Sorvillo v. Ace Hardware Corp.

Decision Date03 June 2014
Docket NumberCase No: 2:13-cv-629-FtM-29DNF
CourtU.S. District Court — Middle District of Florida
PartiesGAETANA SORVILLO, Plaintiff, v. ACE HARDWARE CORPORATION, THE SHERWIN-WILLIAMS COMPANY, individually, W.M. BARR & COMPANY, INC., and JOHN DOES 1-5, Defendants.
OPINION AND ORDER

This matter comes before the Court on review of Defendant/ Cross-Defendant W.M. Barr & Company, Inc.'s Motion to Dismiss Ace Hardware Corporation's Crossclaim and Strike Demand for Attorney's Fees (Doc. #38) filed on October 31, 2013. Defendant/Cross-Plaintiff Ace Hardware Corporation filed a Response (Doc. #49) on December 16, 2013. For the reasons set forth below, the motion is denied.

I.

This case involves allegations of personal injuries sustained by Plaintiff Gaetana Sorvillo (Sorvillo or Plaintiff) as a result of her exposure to benzene. According to her six-count First Amended Complaint (Doc. #25), Plaintiff used paint removers, woodfinishes, and other similar products (the Products) while working as an antiques refinisher in the early 1990s. (Id. at ¶ 9.) These products allegedly exposed her to benzene which, in turn, allegedly caused her to contract leukemia. (Id. at ¶ 12.) Plaintiff alleges that Defendant/Cross-Plaintiff Ace Hardware Corporation (Ace) and Defendant/Cross-Defendant W.M. Barr & Company, Inc. (Barr) "designed, produced, manufactured, marketed, placed into the stream of commerce, and/or sold" the benzene-containing Products at issue. (Id. at ¶ 11.) Accordingly, Plaintiff seeks recovery for her injuries from Ace and Barr under theories of negligence, gross negligence, and strict liability. (Id. at ¶¶ 13-54.)

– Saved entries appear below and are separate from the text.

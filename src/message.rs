#![forbid(unsafe_code)]

// Outbound units and the chat/ack wire payloads

use chrono::{DateTime, SecondsFormat, Utc};
use rand::Rng;
use serde::{Deserialize, Serialize};

use crate::error::LoadResult;

const SEQ_PREFIX: &str = "seq:";
const SEQ_DELIMITER: char = '|';

/// Kind of chat message carried by a unit
#[derive(Debug, Clone, Copy, PartialEq, Eq, Hash, PartialOrd, Ord, Serialize, Deserialize)]
#[serde(rename_all = "UPPERCASE")]
pub enum MessageKind {
    Text,
    Join,
    Leave,
}

impl MessageKind {
    pub const ALL: [MessageKind; 3] = [MessageKind::Text, MessageKind::Join, MessageKind::Leave];

    /// Draws a kind from the fixed 90/5/5 TEXT/JOIN/LEAVE distribution.
    pub fn sample<R: Rng + ?Sized>(rng: &mut R) -> Self {
        Self::from_roll(rng.gen_range(0..100))
    }

    /// Maps a roll in `0..100` onto the weighted distribution.
    pub fn from_roll(roll: u32) -> Self {
        match roll {
            0..=89 => MessageKind::Text,
            90..=94 => MessageKind::Join,
            _ => MessageKind::Leave,
        }
    }

    pub fn as_str(&self) -> &'static str {
        match self {
            MessageKind::Text => "TEXT",
            MessageKind::Join => "JOIN",
            MessageKind::Leave => "LEAVE",
        }
    }
}

/// One synthetic message plus its retry attempt count.
///
/// Units are immutable: a retry is a new unit produced by [`OutboundUnit::next_attempt`]
/// that keeps the sequence id, which is the only handle used to correlate the ack.
#[derive(Debug, Clone, PartialEq, Eq)]
pub struct OutboundUnit {
    seq_id: u64,
    user_id: u32,
    username: String,
    text: String,
    room_id: u32,
    kind: MessageKind,
    created_at: DateTime<Utc>,
    attempt: u32,
}

impl OutboundUnit {
    pub fn new(
        seq_id: u64,
        user_id: u32,
        username: impl Into<String>,
        text: impl Into<String>,
        room_id: u32,
        kind: MessageKind,
        created_at: DateTime<Utc>,
    ) -> Self {
        Self {
            seq_id,
            user_id,
            username: username.into(),
            text: text.into(),
            room_id,
            kind,
            created_at,
            attempt: 0,
        }
    }

    pub fn seq_id(&self) -> u64 {
        self.seq_id
    }

    pub fn user_id(&self) -> u32 {
        self.user_id
    }

    pub fn username(&self) -> &str {
        &self.username
    }

    pub fn text(&self) -> &str {
        &self.text
    }

    pub fn room_id(&self) -> u32 {
        self.room_id
    }

    pub fn kind(&self) -> MessageKind {
        self.kind
    }

    pub fn created_at(&self) -> DateTime<Utc> {
        self.created_at
    }

    pub fn attempt(&self) -> u32 {
        self.attempt
    }

    /// Returns a copy of this unit with the attempt counter incremented.
    pub fn next_attempt(&self) -> Self {
        Self {
            attempt: self.attempt + 1,
            ..self.clone()
        }
    }

    /// Builds the wire payload, embedding the sequence id in the message text.
    pub fn to_payload(&self) -> ChatPayload {
        ChatPayload {
            user_id: self.user_id.to_string(),
            username: self.username.clone(),
            message: tag_with_seq(self.seq_id, &self.text),
            timestamp: self.created_at.to_rfc3339_opts(SecondsFormat::Millis, true),
            message_type: self.kind,
        }
    }

    pub fn to_wire_json(&self) -> LoadResult<String> {
        Ok(serde_json::to_string(&self.to_payload())?)
    }
}

/// Client-to-server chat message
#[derive(Debug, Clone, PartialEq, Eq, Serialize, Deserialize)]
#[serde(rename_all = "camelCase")]
pub struct ChatPayload {
    pub user_id: String,
    pub username: String,
    pub message: String,
    pub timestamp: String,
    pub message_type: MessageKind,
}

/// Status reported by the service in an ack
#[derive(Debug, Clone, Copy, PartialEq, Eq, Hash, Serialize, Deserialize)]
#[serde(rename_all = "UPPERCASE")]
pub enum AckStatus {
    Ok,
    Error,
    Unknown,
}

impl AckStatus {
    fn parse(status: Option<&str>) -> Self {
        match status {
            Some("OK") => AckStatus::Ok,
            Some("ERROR") => AckStatus::Error,
            _ => AckStatus::Unknown,
        }
    }
}

/// Server-to-client ack/response frame
#[derive(Debug, Clone, Default, Serialize, Deserialize)]
#[serde(rename_all = "camelCase")]
pub struct AckFrame {
    #[serde(default)]
    pub status: Option<String>,
    #[serde(default)]
    pub server_timestamp: Option<String>,
    #[serde(default)]
    pub data: Option<serde_json::Value>,
    #[serde(default)]
    pub errors: Option<Vec<String>>,
}

impl AckFrame {
    pub fn parse(text: &str) -> LoadResult<Self> {
        Ok(serde_json::from_str(text)?)
    }

    /// OK ack echoing the given payload back in `data`, as the chat service does.
    pub fn echo(payload: &ChatPayload) -> LoadResult<Self> {
        Ok(Self {
            status: Some("OK".to_string()),
            server_timestamp: Some(Utc::now().to_rfc3339_opts(SecondsFormat::Millis, true)),
            data: Some(serde_json::to_value(payload)?),
            errors: None,
        })
    }

    /// Sequence id embedded in the echoed `data.message`, if any.
    pub fn seq_id(&self) -> Option<u64> {
        let message = self.data.as_ref()?.get("message")?.as_str()?;
        parse_seq_tag(message)
    }

    pub fn status(&self) -> AckStatus {
        AckStatus::parse(self.status.as_deref())
    }
}

/// Prefixes `text` with the `seq:<id>|` correlation tag.
pub fn tag_with_seq(seq_id: u64, text: &str) -> String {
    format!("{SEQ_PREFIX}{seq_id}{SEQ_DELIMITER}{text}")
}

/// Extracts the id from a message formatted as `seq:<id>|...`.
pub fn parse_seq_tag(message: &str) -> Option<u64> {
    let start = message.find(SEQ_PREFIX)? + SEQ_PREFIX.len();
    let rest = &message[start..];
    let end = rest.find(SEQ_DELIMITER)?;
    rest[..end].trim().parse().ok()
}
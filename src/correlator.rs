#![forbid(unsafe_code)]

// Ack correlation - turns fire-and-forget sends into measured round trips

use crate::channel::FrameListener;
use crate::message::{AckFrame, AckStatus, MessageKind, OutboundUnit};
use crate::metrics::Metrics;
use chrono::{DateTime, Utc};
use dashmap::DashMap;
use parking_lot::Mutex;
use serde::Serialize;
use std::sync::atomic::{AtomicU64, Ordering};
use std::time::Duration;
use tokio::time::Instant;
use tracing::trace;

/// Bookkeeping for a unit that has been handed to a channel but not yet acked
#[derive(Debug, Clone, Copy)]
struct InFlight {
    started: Instant,
    kind: MessageKind,
    room_id: u32,
}

/// One correlated round trip
#[derive(Debug, Clone, PartialEq, Serialize)]
#[serde(rename_all = "camelCase")]
pub struct LatencyRecord {
    pub seq_id: u64,
    pub received_at: DateTime<Utc>,
    pub kind: MessageKind,
    #[serde(serialize_with = "serialize_millis")]
    pub latency: Duration,
    pub status: AckStatus,
    pub room_id: u32,
}

fn serialize_millis<S: serde::Serializer>(latency: &Duration, serializer: S) -> Result<S::Ok, S::Error> {
    serializer.serialize_f64(latency.as_secs_f64() * 1000.0)
}

/// What `on_ack` did with a frame
#[derive(Debug, Clone, Copy, PartialEq, Eq)]
pub enum AckOutcome {
    Recorded(Duration),
    /// Not JSON, or no `seq:<id>|` tag in `data.message`.
    Unparseable,
    /// Duplicate, late after withdrawal, or foreign.
    Uncorrelated,
}

/// Matches inbound acks to in-flight sends.
///
/// The in-flight map is a `DashMap` so the channel reader tasks can remove entries
/// while workers insert them; removal is the single point where a sequence id is
/// claimed, so a duplicate ack can never produce a second record.
pub struct AckCorrelator {
    inflight: DashMap<u64, InFlight>,
    records: Mutex<Vec<LatencyRecord>>,
    metrics: Metrics,
    unparseable: AtomicU64,
    uncorrelated: AtomicU64,
}

impl AckCorrelator {
    pub fn new(metrics: Metrics) -> Self {
        Self {
            inflight: DashMap::new(),
            records: Mutex::new(Vec::new()),
            metrics,
            unparseable: AtomicU64::new(0),
            uncorrelated: AtomicU64::new(0),
        }
    }

    pub fn on_send(&self, unit: &OutboundUnit) {
        self.inflight.insert(
            unit.seq_id(),
            InFlight {
                started: Instant::now(),
                kind: unit.kind(),
                room_id: unit.room_id(),
            },
        );
    }

    /// Drops the entry for a transmission that failed. Returns whether one existed.
    pub fn withdraw(&self, seq_id: u64) -> bool {
        self.inflight.remove(&seq_id).is_some()
    }

    pub fn on_ack(&self, raw: &str) -> AckOutcome {
        let Some((seq_id, status)) = AckFrame::parse(raw)
            .ok()
            .and_then(|frame| frame.seq_id().map(|seq_id| (seq_id, frame.status())))
        else {
            self.unparseable.fetch_add(1, Ordering::Relaxed);
            trace!("ack: unparseable frame dropped");
            return AckOutcome::Unparseable;
        };

        let Some((_, entry)) = self.inflight.remove(&seq_id) else {
            self.uncorrelated.fetch_add(1, Ordering::Relaxed);
            trace!("seq {}: no in-flight entry, ack dropped", seq_id);
            return AckOutcome::Uncorrelated;
        };

        let latency = Instant::now().saturating_duration_since(entry.started);
        self.records.lock().push(LatencyRecord {
            seq_id,
            received_at: Utc::now(),
            kind: entry.kind,
            latency,
            status,
            room_id: entry.room_id,
        });
        self.metrics.inc_success();
        AckOutcome::Recorded(latency)
    }

    pub fn inflight_count(&self) -> usize {
        self.inflight.len()
    }

    pub fn record_count(&self) -> usize {
        self.records.lock().len()
    }

    /// Copy of every record so far, in ack arrival order.
    pub fn snapshot(&self) -> Vec<LatencyRecord> {
        self.records.lock().clone()
    }

    pub fn unparseable_count(&self) -> u64 {
        self.unparseable.load(Ordering::Relaxed)
    }

    pub fn uncorrelated_count(&self) -> u64 {
        self.uncorrelated.load(Ordering::Relaxed)
    }
}

impl FrameListener for AckCorrelator {
    fn on_frame(&self, text: &str) {
        self.on_ack(text);
    }
}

On October 11, 2013, Ace filed its Answer and Affirmative Defenses to the First Amended Complaint. (Doc. #26.) Also included in that pleading were Ace's Crossclaims (the Amended Crossclaims) against Cross-Defendants The Sherwin-Williams Company (Sherwin-Williams) and Barr. (Id.) In its Amended Crossclaims, Ace alleges that it "did not design, test, manufacture, market, produce or in any other way create the products to which Plaintiff Sorvillo alleges to have been exposed." (Id. at pp. 4, 6.) Accordingly, Ace contends that any liability it may have to Sorvillo is based on strict liability for participating in the Products' travel through the stream of commerce. (Id. at pp. 5, 7.) Ace further contends that both Sherwin-Williams and Barragreed by contract to indemnify Ace for any such liability. (Id., pp. 5-8) As a result, Ace seeks both contractual and common law indemnity from Sherwin-Williams and Barr, including payment for any settlement or judgment received by Plaintiff and all attorney's fees incurred by Ace in defending this action. (Id.) On October 31, 2013, Barr moved to dismiss Ace's Amended Crossclaims and strike Ace's demand for attorney's fees. (Doc. #38.)

II.

Under Federal Rule of Civil Procedure 8(a)(2), a Complaint must contain a "short and plain statement of the claim showing that the pleader is entitled to relief." Fed. R. Civ. P. 8(a)(2). This obligation "requires more than labels and conclusions, and a formulaic recitation of the elements of a cause of action will not do." Bell Atl. Corp. v. Twombly, 550 U.S. 544, 555 (2007) (citation omitted). To survive dismissal, the factual allegations must be "plausible" and "must be enough to raise a right to relief above the speculative level." Id. at 555. See also Edwards v. Prime Inc., 602 F.3d 1276, 1291 (11th Cir. 2010). This requires "more than an unadorned, the-defendant-unlawfully-harmed-me accusation." Ashcroft v. Iqbal, 556 U.S. 662, 678 (2009) (citations omitted).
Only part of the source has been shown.